In the U.S., the No. 1 cause of lung cancer is smoking. At No. 2 is radon, a naturally occurring gas that’s potentially damaging to lung tissue. That’s news to most people, even though the link between radon and lung cancer is well-documented and the U.S. Environmental Protection Agency (EPA) has been urging Americans for about 25 years to protect their homes against unacceptable radon levels.
The 2013 federal budget, which goes into effect this fall, proposes to eliminate funding for the EPA’s State Indoor Radon Grant program, which makes information and technical assistance available to the public. According to the EPA 2013 Budget in Brief, it is among several EPA programs that “have served their purpose.”
While more than a million homes have been modified to reduce radon levels in recent years, an estimated 8 million still exceed safe levels, according to the EPA.
“We’ve made some good progress,” says Bill Long, chief of the EPA’s Radon and Air Toxicities branch, but “we’re behind. I don’t think anyone thinks we have made enough progress.”
Almost a century ago, scientists hypothesized there was a link between underground miners who had high rates of lung cancer and their exposure to radon gas. By the 1970s, it was widely acknowledged that indoor radon could reach unsafe levels.

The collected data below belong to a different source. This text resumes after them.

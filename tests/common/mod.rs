//! In-process test harness: a temp-dir SQLite store behind the real router.

#![allow(dead_code)]

use std::collections::BTreeMap;
use std::sync::Arc;

use axum::Router;
use axum::body::{Body, to_bytes};
use axum::http::{Method, Request, StatusCode, header};
use cfpa_gate::auth::{TokenGenerator, issue_token};
use cfpa_gate::permissions::{replace_user_grants, seed_user_grants};
use cfpa_gate::server::{AppState, create_router};
use cfpa_gate::store::{SqliteStore, Store};
use cfpa_gate::types::{Item, Role, User, VocationalCenter};
use chrono::Utc;
use serde_json::Value;
use tempfile::TempDir;
use tower::ServiceExt;
use uuid::Uuid;

pub struct TestApp {
    _temp_dir: TempDir,
    pub state: Arc<AppState>,
    router: Router,
}

pub struct TestUser {
    pub user: User,
    pub token: String,
}

impl TestApp {
    pub fn new() -> Self {
        let temp_dir = TempDir::new().expect("create temp dir");
        let store = SqliteStore::new(temp_dir.path().join("test.db")).expect("open store");
        store.initialize().expect("initialize schema");

        let state = Arc::new(AppState::new(Arc::new(store)));
        let router = create_router(state.clone());

        Self {
            _temp_dir: temp_dir,
            state,
            router,
        }
    }

    pub fn store(&self) -> &dyn Store {
        self.state.store.as_ref()
    }

    pub fn center(&self, code: &str) -> VocationalCenter {
        let center = VocationalCenter {
            id: Uuid::new_v4().to_string(),
            code: code.to_string(),
            name: format!("Center {code}"),
            is_active: true,
            created_at: Utc::now(),
        };
        self.store().create_center(&center).expect("create center");
        center
    }

    /// Creates a user with seeded grants plus `allow`, and issues a token.
    pub fn user(&self, username: &str, role: Role, center_id: Option<&str>, allow: &[&str]) -> TestUser {
        let now = Utc::now();
        let user = User {
            id: Uuid::new_v4().to_string(),
            username: username.to_string(),
            role,
            center_id: center_id.map(str::to_string),
            is_active: true,
            created_at: now,
            updated_at: now,
        };
        self.store().create_user(&user).expect("create user");
        seed_user_grants(self.store(), &self.state.registry, &user).expect("seed grants");

        if !allow.is_empty() {
            let mut desired: BTreeMap<String, bool> = self
                .store()
                .list_user_grants(&user.id)
                .expect("list grants")
                .into_iter()
                .map(|g| (g.permission_key, g.allowed))
                .collect();
            for key in allow {
                desired.insert((*key).to_string(), true);
            }
            replace_user_grants(self.store(), &self.state.registry, &user.id, &desired)
                .expect("grant permissions");
        }

        let (_, token) =
            issue_token(self.store(), &TokenGenerator::new(), &user.id, None).expect("issue token");
        TestUser { user, token }
    }

    pub fn item(&self, name: &str, center_id: Option<&str>) -> Item {
        let now = Utc::now();
        let item = Item {
            id: Uuid::new_v4().to_string(),
            center_id: center_id.map(str::to_string),
            name: name.to_string(),
            quantity: 1.0,
            unit: "kg".to_string(),
            created_at: now,
            updated_at: now,
        };
        self.store().create_item(&item).expect("create item");
        item
    }

    pub async fn request(
        &self,
        method: Method,
        uri: &str,
        token: Option<&str>,
        body: Option<Value>,
    ) -> (StatusCode, Value) {
        let mut builder = Request::builder().method(method).uri(uri);
        if let Some(token) = token {
            builder = builder.header(header::AUTHORIZATION, format!("Bearer {token}"));
        }

        let request = match body {
            Some(json) => builder
                .header(header::CONTENT_TYPE, "application/json")
                .body(Body::from(json.to_string())),
            None => builder.body(Body::empty()),
        }
        .expect("build request");

        let response = self
            .router
            .clone()
            .oneshot(request)
            .await
            .expect("router is infallible");

        let status = response.status();
        let bytes = to_bytes(response.into_body(), usize::MAX)
            .await
            .expect("read body");
        let value = if bytes.is_empty() {
            Value::Null
        } else {
            serde_json::from_slice(&bytes).unwrap_or_else(|_| {
                Value::String(String::from_utf8_lossy(&bytes).into_owned())
            })
        };

        (status, value)
    }

    pub async fn get(&self, uri: &str, token: &str) -> (StatusCode, Value) {
        self.request(Method::GET, uri, Some(token), None).await
    }
}
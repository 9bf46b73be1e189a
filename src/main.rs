use std::fs;
use std::path::{Path, PathBuf};
use std::sync::Arc;

use anyhow::{Context, bail};
use chrono::Utc;
use clap::{Parser, Subcommand};
use tracing::info;
use tracing_subscriber::EnvFilter;
use uuid::Uuid;

use cfpa_gate::auth::{TokenGenerator, issue_token};
use cfpa_gate::config::{DEFAULT_LOG_FILTER, ServerConfig};
use cfpa_gate::permissions::{PermissionRegistry, grant_all, seed_user_grants};
use cfpa_gate::server::{AppState, create_router};
use cfpa_gate::store::{SqliteStore, Store};
use cfpa_gate::types::{Role, User, VocationalCenter};

#[cfg(unix)]
fn set_restrictive_permissions(path: &Path) {
    use std::os::unix::fs::PermissionsExt;
    if let Err(e) = fs::set_permissions(path, fs::Permissions::from_mode(0o600)) {
        tracing::warn!("Failed to set permissions on {}: {e}", path.display());
    }
}

#[derive(Parser)]
#[command(name = "cfpa-gate")]
#[command(about = "Permission and tenant-isolation server for vocational centers", long_about = None)]
struct Cli {
    #[command(subcommand)]
    command: Commands,
}

#[derive(Subcommand)]
enum Commands {
    /// Administrative commands
    Admin {
        #[command(subcommand)]
        command: AdminCommands,
    },

    /// Start the server
    Serve {
        /// TOML config file; flags and environment variables override it
        #[arg(long, env = "CFPA_CONFIG")]
        config: Option<PathBuf>,

        /// Host to bind to
        #[arg(long, env = "CFPA_HOST")]
        host: Option<String>,

        /// Port to bind to
        #[arg(long, short, env = "CFPA_PORT")]
        port: Option<u16>,

        /// Data directory for the database
        #[arg(long, env = "CFPA_DATA_DIR")]
        data_dir: Option<PathBuf>,

        /// Log filter used when RUST_LOG is unset
        #[arg(long, env = "CFPA_LOG")]
        log_filter: Option<String>,
    },
}

#[derive(Subcommand)]
enum AdminCommands {
    /// Initialize the server (create database and founder account)
    Init {
        /// Data directory for the database
        #[arg(long, env = "CFPA_DATA_DIR", default_value = "./data")]
        data_dir: PathBuf,

        /// Username of the founder account
        #[arg(long, default_value = "founder")]
        username: String,

        /// Skip interactive prompts
        #[arg(long)]
        non_interactive: bool,
    },

    /// Allow every catalog permission for a user
    GrantAll {
        /// Data directory for the database
        #[arg(long, env = "CFPA_DATA_DIR", default_value = "./data")]
        data_dir: PathBuf,

        /// Account to grant permissions to
        #[arg(long)]
        username: String,
    },
}

fn init_tracing(default_filter: &str) -> anyhow::Result<()> {
    let filter = EnvFilter::try_from_default_env().or_else(|_| EnvFilter::try_new(default_filter))?;
    tracing_subscriber::fmt().with_env_filter(filter).init();
    Ok(())
}

fn open_store(data_dir: &Path) -> anyhow::Result<SqliteStore> {
    let config = ServerConfig {
        data_dir: data_dir.to_path_buf(),
        ..ServerConfig::default()
    };
    let store = SqliteStore::new(config.db_path())
        .with_context(|| format!("failed to open database in {}", data_dir.display()))?;
    store.initialize()?;
    Ok(store)
}

fn run_init(data_dir: PathBuf, username: String, non_interactive: bool) -> anyhow::Result<()> {
    fs::create_dir_all(&data_dir)?;
    let store = open_store(&data_dir)?;

    let config = ServerConfig {
        data_dir,
        ..ServerConfig::default()
    };
    let token_file = config.token_file();

    if store.has_founder()? {
        bail!(
            "Server already initialized. Founder token exists at: {}",
            token_file.display()
        );
    }

    let now = Utc::now();
    let founder = User {
        id: Uuid::new_v4().to_string(),
        username: username.clone(),
        role: Role::Founder,
        center_id: None,
        is_active: true,
        created_at: now,
        updated_at: now,
    };
    store.create_user(&founder)?;

    let registry = PermissionRegistry::builtin();
    let diff = seed_user_grants(&store, &registry, &founder)?;
    info!(user_id = %founder.id, granted = diff.resulting_len(), "created founder account");

    let (_, raw_token) = issue_token(&store, &TokenGenerator::new(), &founder.id, None)?;
    fs::write(&token_file, &raw_token)?;

    #[cfg(unix)]
    set_restrictive_permissions(&token_file);

    println!();
    println!("========================================");
    println!("Founder '{username}' token (save this, it won't be shown again):");
    println!();
    println!("  {raw_token}");
    println!();
    println!("Token also written to: {}", token_file.display());
    println!("========================================");
    println!();

    if !non_interactive {
        create_first_center_prompt(&store)?;
    }

    Ok(())
}

fn create_first_center_prompt(store: &SqliteStore) -> anyhow::Result<()> {
    let create_center = inquire::Confirm::new("Would you like to create the first center?")
        .with_default(true)
        .prompt()?;

    if !create_center {
        return Ok(());
    }

    let code = inquire::Text::new("Center code:")
        .with_validator(|input: &str| {
            if input.trim().is_empty() {
                Err("Code cannot be empty".into())
            } else if input.contains(char::is_whitespace) {
                Err("Code cannot contain whitespace".into())
            } else {
                Ok(inquire::validator::Validation::Valid)
            }
        })
        .prompt()?;

    let name = inquire::Text::new("Center name:")
        .with_validator(|input: &str| {
            if input.trim().is_empty() {
                Err("Name cannot be empty".into())
            } else {
                Ok(inquire::validator::Validation::Valid)
            }
        })
        .prompt()?;

    let center = VocationalCenter {
        id: Uuid::new_v4().to_string(),
        code: code.trim().to_string(),
        name: name.trim().to_string(),
        is_active: true,
        created_at: Utc::now(),
    };
    store.create_center(&center)?;

    println!();
    println!("Created center '{}' ({})", center.name, center.id);
    println!();

    Ok(())
}

fn run_grant_all(data_dir: PathBuf, username: String) -> anyhow::Result<()> {
    let store = open_store(&data_dir)?;

    let Some(user) = store.get_user_by_username(&username)? else {
        bail!("No user named '{username}'");
    };

    let registry = PermissionRegistry::builtin();
    let report = grant_all(&store, &registry, &user.id)?;

    println!(
        "Granted all {} permissions to '{}' ({} added, {} updated)",
        registry.len(),
        user.username,
        report.added,
        report.updated
    );

    Ok(())
}

fn load_config(
    config: Option<PathBuf>,
    host: Option<String>,
    port: Option<u16>,
    data_dir: Option<PathBuf>,
    log_filter: Option<String>,
) -> anyhow::Result<ServerConfig> {
    let mut cfg = match config {
        Some(path) => ServerConfig::from_file(&path)
            .with_context(|| format!("failed to load {}", path.display()))?,
        None => ServerConfig::default(),
    };

    if let Some(host) = host {
        cfg.host = host;
    }
    if let Some(port) = port {
        cfg.port = port;
    }
    if let Some(data_dir) = data_dir {
        cfg.data_dir = data_dir;
    }
    if let Some(log_filter) = log_filter {
        cfg.log_filter = log_filter;
    }

    Ok(cfg)
}

#[tokio::main]
async fn main() -> anyhow::Result<()> {
    let cli = Cli::parse();

    match cli.command {
        Commands::Admin { command } => {
            init_tracing(DEFAULT_LOG_FILTER)?;
            match command {
                AdminCommands::Init {
                    data_dir,
                    username,
                    non_interactive,
                } => {
                    run_init(data_dir, username, non_interactive)?;
                }
                AdminCommands::GrantAll { data_dir, username } => {
                    run_grant_all(data_dir, username)?;
                }
            }
        }
        Commands::Serve {
            config,
            host,
            port,
            data_dir,
            log_filter,
        } => {
            let config = load_config(config, host, port, data_dir, log_filter)?;
            init_tracing(&config.log_filter)?;

            let store = SqliteStore::new(config.db_path())?;
            store.initialize()?;
            if !store.has_founder()? {
                bail!(
                    "Server not initialized. Run 'cfpa-gate admin init' first to create the founder account."
                );
            }

            let state = Arc::new(AppState::new(Arc::new(store)));
            info!(permissions = state.registry.len(), "loaded permission catalog");

            let app = create_router(state);
            let addr = config.socket_addr()?;

            info!("Starting server on {}", addr);

            let listener = tokio::net::TcpListener::bind(addr).await?;
            axum::serve(listener, app).await?;
        }
    }

    Ok(())
}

A natural by-product of uranium decay in rocks, soil and water, radon usually seeps inside buildings through cracks and openings in the foundation and can build up over time. In 1988, the EPA and U.S. Surgeon General’s office urged homeowners to test for radon, naming exposure to radon as the leading cause of lung cancer in people who had never smoked.
“Radon has been identified as a cause of lung cancer by the World Health Organization and the National Academy of Sciences,” says Jonathan Samet, MD, professor of preventive medicine and director of the Institute for Global Health at the University of Southern California in Los Angeles. Samet co-authored a 2009 analysis, “Lung Cancer in Never Smokers: Clinical Epidemiology and Environmental Risk Factors,” which stated: “Approximately 10 to 15 percent of all lung cancers arise in never smokers, making lung cancer in never smokers one of the leading causes of cancer-related mortality.”
Media attention has dimmed some since the ’80s, leaving Americans confused, Long says. Some think radon is a problem only in certain areas of the country, in homes with basements, or in older homes. Or, they reason, if neighboring homes don’t have a radon problem, their’s doesn’t either. Not true. Today, the EPA estimates that about one in 15 homes throughout the U.S. has excessive radon levels. Even new homes built using radon mitigation techniques should be tested.
Most people have a hard time understanding a risk they can’t see, particularly when they don’t perceive immediate harm, says Janice Nolen, assistant vice president of National Policy and Advocacy for the American Lung Association. Protection requires homeowners to buy a test kit (available at most home stores for between $20 and $50). If results indicate elevated radon levels, a qualified radon mitigation contractor can make the fixes for between $200 and $2,500, depending on whether the construction is new or existing. The process includes installing a vent pipe system and fan, sealing foundation cracks or ventilating naturally. Such measures could prevent radon-related lung cancer deaths, which number more than 20,000 annually, according to the U.S. Surgeon General’s office.
Changing policy is often more effective than trying to change attitudes, Nolen says. Radon will move back onto the radar screen, she says, when homesellers are required to disclose whether radon fixes are needed, or when government subsidized housing must meet acceptable radon levels. In the absence of policy change, “the education part is critical,” she adds. “We have no other way to let the public know that this is a serious threat.”